··· Material for the task ···
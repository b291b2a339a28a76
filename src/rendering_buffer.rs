//! Rendering buffer: row-oriented access to packed pixels.
//!
//! [`Bitmap`] owns a tightly packed, top-down array of premultiplied
//! [`Pixel`]s. Drawing only ever reads and writes through [`Bitmap::row`] /
//! [`Bitmap::row_mut`]; allocation and decoding belong to the caller.

use crate::color::Pixel;
use crate::error::RenderError;

// ============================================================================
// Bitmap
// ============================================================================

/// A width x height grid of premultiplied pixels, row-major, top-down.
#[derive(Debug, Clone, PartialEq, Eq)]
pub struct Bitmap {
    width: u32,
    height: u32,
    pixels: Vec<Pixel>,
}

impl Bitmap {
    /// A transparent bitmap.
    pub fn new(width: u32, height: u32) -> Self {
        Self {
            width,
            height,
            pixels: vec![Pixel::TRANSPARENT; width as usize * height as usize],
        }
    }

    /// Wrap existing pixels. `pixels.len()` must equal `width * height`.
    pub fn from_pixels(width: u32, height: u32, pixels: Vec<Pixel>) -> Result<Self, RenderError> {
        let expected = width as usize * height as usize;
        if pixels.len() != expected {
            return Err(RenderError::BitmapSizeMismatch {
                expected,
                actual: pixels.len(),
            });
        }
        Ok(Self {
            width,
            height,
            pixels,
        })
    }

    #[inline]
    pub fn width(&self) -> u32 {
        self.width
    }

    #[inline]
    pub fn height(&self) -> u32 {
        self.height
    }

    /// True for a bitmap with no pixels.
    #[inline]
    pub fn is_empty(&self) -> bool {
        self.pixels.is_empty()
    }

    /// One row of pixels.
    #[inline]
    pub fn row(&self, y: u32) -> &[Pixel] {
        let start = y as usize * self.width as usize;
        &self.pixels[start..start + self.width as usize]
    }

    /// One row of pixels, mutable.
    #[inline]
    pub fn row_mut(&mut self, y: u32) -> &mut [Pixel] {
        let start = y as usize * self.width as usize;
        let w = self.width as usize;
        &mut self.pixels[start..start + w]
    }

    /// The pixel at `(x, y)`.
    #[inline]
    pub fn pixel(&self, x: u32, y: u32) -> Pixel {
        self.pixels[y as usize * self.width as usize + x as usize]
    }

    #[inline]
    pub fn set_pixel(&mut self, x: u32, y: u32, p: Pixel) {
        let w = self.width as usize;
        self.pixels[y as usize * w + x as usize] = p;
    }

    /// All pixels in row-major order.
    #[inline]
    pub fn pixels(&self) -> &[Pixel] {
        &self.pixels
    }

    #[inline]
    pub fn pixels_mut(&mut self) -> &mut [Pixel] {
        &mut self.pixels
    }

    /// Overwrite every pixel with `p`.
    pub fn fill(&mut self, p: Pixel) {
        self.pixels.fill(p);
    }

    /// True when every pixel has full alpha.
    pub fn is_opaque(&self) -> bool {
        self.pixels.iter().all(|p| p.is_opaque())
    }
}

// ============================================================================
// Tests
// ============================================================================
···
◆ **The task**
Starting at the line that has "pub fn pixels_mut(&mut" and ending at the line that has "self.pixels.iter().all(|p| p.is_opaque())", please write out the lines above exactly, leaving out all others.

◆ **Result for this task**
    pub fn pixels_mut(&mut self) -> &mut [Pixel] {
        &mut self.pixels
    }

    /// Overwrite every pixel with `p`.
    pub fn fill(&mut self, p: Pixel) {
        self.pixels.fill(p);
    }

    /// True when every pixel has full alpha.
    pub fn is_opaque(&self) -> bool {
        self.pixels.iter().all(|p| p.is_opaque())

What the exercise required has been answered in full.